Missbrauch: Vatikan sprach Tiroler Priester frei

Ein von der deutschen Ex-Ordensfrau Doris Wagner des sexuellen Übergriffs beschuldigter Tiroler Priester ist vom höchsten Vatikan-Gericht freigesprochen worden.

Es handelt sich um einen Ex-Abteilungsleiter der Glaubenskongregation, dem Wagner, Mitglied des Ordens „Das Werk“, einen kirchenrechtlich strafbaren Übergriff vorgeworfen hatte, berichtet die „Herder Korrespondenz“ laut Kathpress.

Eine Jury aus fünf Richtern am Vatikan-Gericht sah es nun als nicht erwiesen an, dass der österreichische Ordenspriester der Gemeinschaft „Das Werk“, Pater Hermann Geißler, Wagner in einer nach kirchlichem Recht strafbaren Weise bedrängt hatte.

Keine Strafe

Eine „Straftat der Verführung zur Übertretung des Sechsten Gebotes“ seitens Pater Geißler „steht nicht fest“ („non constare“), heißt es in einem auf Latein verfassten Bescheid des Gerichts vom 15. Mai 2019, aus dem die „Herder Korrespondenz“ zitierte. Eine Strafe komme daher nicht infrage. Unterzeichnet ist der Bescheid vom Präfekten der Signatur, Kardinal Dominique Mamberti, sowie vom Sekretär, Bischof Giuseppe Sciacca.

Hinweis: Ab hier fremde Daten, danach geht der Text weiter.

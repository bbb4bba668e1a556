//! Data pipeline over one signaling connection
//!
//! Wires the taxonomy, codec, and chunker together. Outbound payloads
//! are split and enveloped into ready-to-send wire frames; inbound
//! frames are decoded, classified by kind, and chunked data is
//! reassembled before delivery. Completed payloads are handed to the
//! application through a bounded channel so a slow consumer cannot
//! stall the ingestion path.
//!
//! Frame-local failures (undecodable bytes, conflicting chunk metadata)
//! are logged and dropped; they never tear down the connection.

use bytes::Bytes;
use tokio::sync::mpsc;
use tracing::{debug, warn};

use peerlink_core::{
    chunk, codec, ClientMessageKind, Envelope, MessageKind, PeerConfig, Reassembler,
    ServerMessageKind, Value,
};

use crate::error::{ClientError, Result};

/// Capacity of the completed-delivery channel
const DELIVERY_BACKLOG: usize = 64;

/// A frame classified for the session layer
#[derive(Debug)]
pub enum InboundEvent {
    /// Fully reassembled application payload from a room peer
    Data(Bytes),
    /// Signaling message for the session layer to act on
    Signal(Envelope),
}

/// Data pipeline over one signaling connection
pub struct Pipeline {
    max_chunk_size: usize,
    reassembler: Reassembler,
    deliveries: mpsc::Sender<InboundEvent>,
}

impl Pipeline {
    /// Build a pipeline and the receiving end of its delivery channel
    pub fn new(config: &PeerConfig) -> (Self, mpsc::Receiver<InboundEvent>) {
        let (deliveries, rx) = mpsc::channel(DELIVERY_BACKLOG);
        (
            Self {
                max_chunk_size: config.max_chunk_size,
                reassembler: Reassembler::new(),
                deliveries,
            },
            rx,
        )
    }

    /// Envelope and encode one outbound payload into wire frames
    ///
    /// Payloads over the chunk cap are split; each fragment rides its
    /// own ROOM_SEND_DATA envelope carrying the shared parent
    /// identifier.
    pub fn encode_outbound(&self, payload: Bytes) -> Result<Vec<Bytes>> {
        let chunks = chunk::split(payload, self.max_chunk_size);
        let mut frames = Vec::with_capacity(chunks.len());
        for part in chunks {
            let mut envelope = Envelope::new(
                MessageKind::Client(ClientMessageKind::RoomSendData),
                Value::Bytes(part.data.to_vec()),
            );
            envelope.chunk = part.meta;
            frames.push(codec::encode(&envelope)?);
        }
        Ok(frames)
    }

    /// Envelope and encode one outbound signaling message
    ///
    /// Accepts any JSON-shaped payload, e.g. an SDP offer object.
    pub fn encode_signal(
        &self,
        kind: ClientMessageKind,
        payload: serde_json::Value,
    ) -> Result<Bytes> {
        let envelope = Envelope::new(MessageKind::Client(kind), Value::from(payload));
        Ok(codec::encode(&envelope)?)
    }

    /// Ingest one wire frame
    ///
    /// The only error surfaced is a severed delivery channel; anything
    /// wrong with the frame itself is dropped locally.
    pub fn ingest(&self, frame: &[u8]) -> Result<()> {
        let envelope = match codec::decode(frame) {
            Ok(envelope) => envelope,
            Err(e) => {
                warn!(error = %e, "dropping undecodable frame");
                return Ok(());
            }
        };

        let kind = match envelope.kind {
            MessageKind::Server(kind) => kind,
            MessageKind::Client(kind) => {
                warn!(kind = %kind, "dropping client-originated kind arriving inbound");
                return Ok(());
            }
        };

        match kind {
            ServerMessageKind::RoomData => self.ingest_data(envelope),
            ServerMessageKind::Open
            | ServerMessageKind::Error
            | ServerMessageKind::Offer
            | ServerMessageKind::Answer
            | ServerMessageKind::Candidate
            | ServerMessageKind::Leave
            | ServerMessageKind::AuthExpiresIn
            | ServerMessageKind::RoomLogs
            | ServerMessageKind::RoomUsers
            | ServerMessageKind::RoomUserJoin
            | ServerMessageKind::RoomUserLeave
            | ServerMessageKind::SfuOffer => self.deliver(InboundEvent::Signal(envelope)),
        }
    }

    fn ingest_data(&self, envelope: Envelope) -> Result<()> {
        let Value::Bytes(data) = envelope.payload else {
            warn!("dropping ROOM_DATA frame with non-binary payload");
            return Ok(());
        };
        let data = Bytes::from(data);

        match envelope.chunk {
            None => self.deliver(InboundEvent::Data(data)),
            Some(meta) => match self.reassembler.accept(&meta, data) {
                Ok(Some(payload)) => {
                    debug!(parent = %meta.parent, bytes = payload.len(), "delivering reassembled payload");
                    self.deliver(InboundEvent::Data(payload))
                }
                Ok(None) => Ok(()),
                Err(e) => {
                    warn!(error = %e, "dropping in-flight chunked payload");
                    Ok(())
                }
            },
        }
    }

    /// Fire-and-forget handoff to the application
    fn deliver(&self, event: InboundEvent) -> Result<()> {
        match self.deliveries.try_send(event) {
            Ok(()) => Ok(()),
            Err(mpsc::error::TrySendError::Full(_)) => {
                warn!("application is lagging, dropping delivery");
                Ok(())
            }
            Err(mpsc::error::TrySendError::Closed(_)) => Err(ClientError::ChannelClosed),
        }
    }

    /// In-flight partial reassemblies, for diagnostics
    pub fn pending_reassemblies(&self) -> usize {
        self.reassembler.pending()
    }

    /// Reclaim partial reassemblies idle past the inactivity bound
    pub fn evict_stale(&self) -> usize {
        self.reassembler.evict_stale()
    }
}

In Interviews und einem Buch hatte Doris Wagner angegeben, Pater Geißler habe sie als ihr Beichtvater im November 2009 während der Beichte angefasst und ihr sexuelle Avancen gemacht. In späteren Interviews ergänzte Wagner, Geißler habe sie in der betreffenden Situation auch festgehalten und sie zu küssen versucht. Sie sei in Panik geraten und fortgerannt. Im Jänner 2019 kündigte der Vatikan eine Untersuchung des Vorfalls an. Geißler trat als Abteilungsleiter der Glaubenskongregation zurück.

Doris Wagner und eine andere Aktivistin von "Voices of Faith"

APA/AP/Alessandra Tarantino

Die ehemalige Ordensfrau Doris Wagner (re.) beschuldigt den Tiroler Pater des Missbrauchs.

Gegenüber der „Herder Korrespondenz“ äußerte sich Geißler nun erstmals öffentlich zu dem Vorgang. Er stellt die Abläufe anders dar. „Nach der fraglichen Beichte im November 2009 ist es zu einem vertraulichen Gespräch mit Frau Wagner gekommen, bei dem ich in emphatischer und mitfühlender Weise, jedoch immer in der Sie-Form meine Wertschätzung für sie zum Ausdruck gebracht habe“, so Geißler.

„Verbundenheit übernatürlich“

„Gleichzeitig habe ich bekräftigt, dass die gegenseitige Verbundenheit übernatürlich sein muss.“ Beim Hinausgehen, so Geißler weiter, „habe ich ihr - nicht mehr im Beichtzimmer, sondern im Vorzimmer - die Hand gegeben und mit meiner rechten Wange ihre rechte Wange berührt, als Geste der Zuneigung und der brüderlichen Verbundenheit“.

Wie die „Herder Korrespondenz“ weiter berichtet, hatte der Heilige Stuhl nach den Hinweisen von Doris Wagner auf autoritäre Strukturen des „Werks“ bereits 2013/2014 eine Apostolische Visitation bei der geistlichen Gemeinschaft durchgeführt. Dabei sei Handlungsbedarf festgestellt worden.

Im italienischen Abschlussdekret der Kongregation vom Oktober 2016, heiße es, der „Schutz der Gewissensfreiheit, insbesondere in der Phase der Ausbildung“, genüge im „Werk“ „offenbar nicht den Statuten des Kirchenrechts“. In der für das „Werk“ charakteristischen Praxis des engen Zusammenlebens von Männer- und Frauengemeinschaften habe sich außerdem die Notwendigkeit gezeigt, „die ‚living conditions‘ besser und angemessener zu regeln“. Als Konsequenz wurde unter anderem die Einführung eines „Generalkapitels“ verlangt, das erstmals 2019 unter dem Franziskanerpater Johannes Freyer stattfinden soll.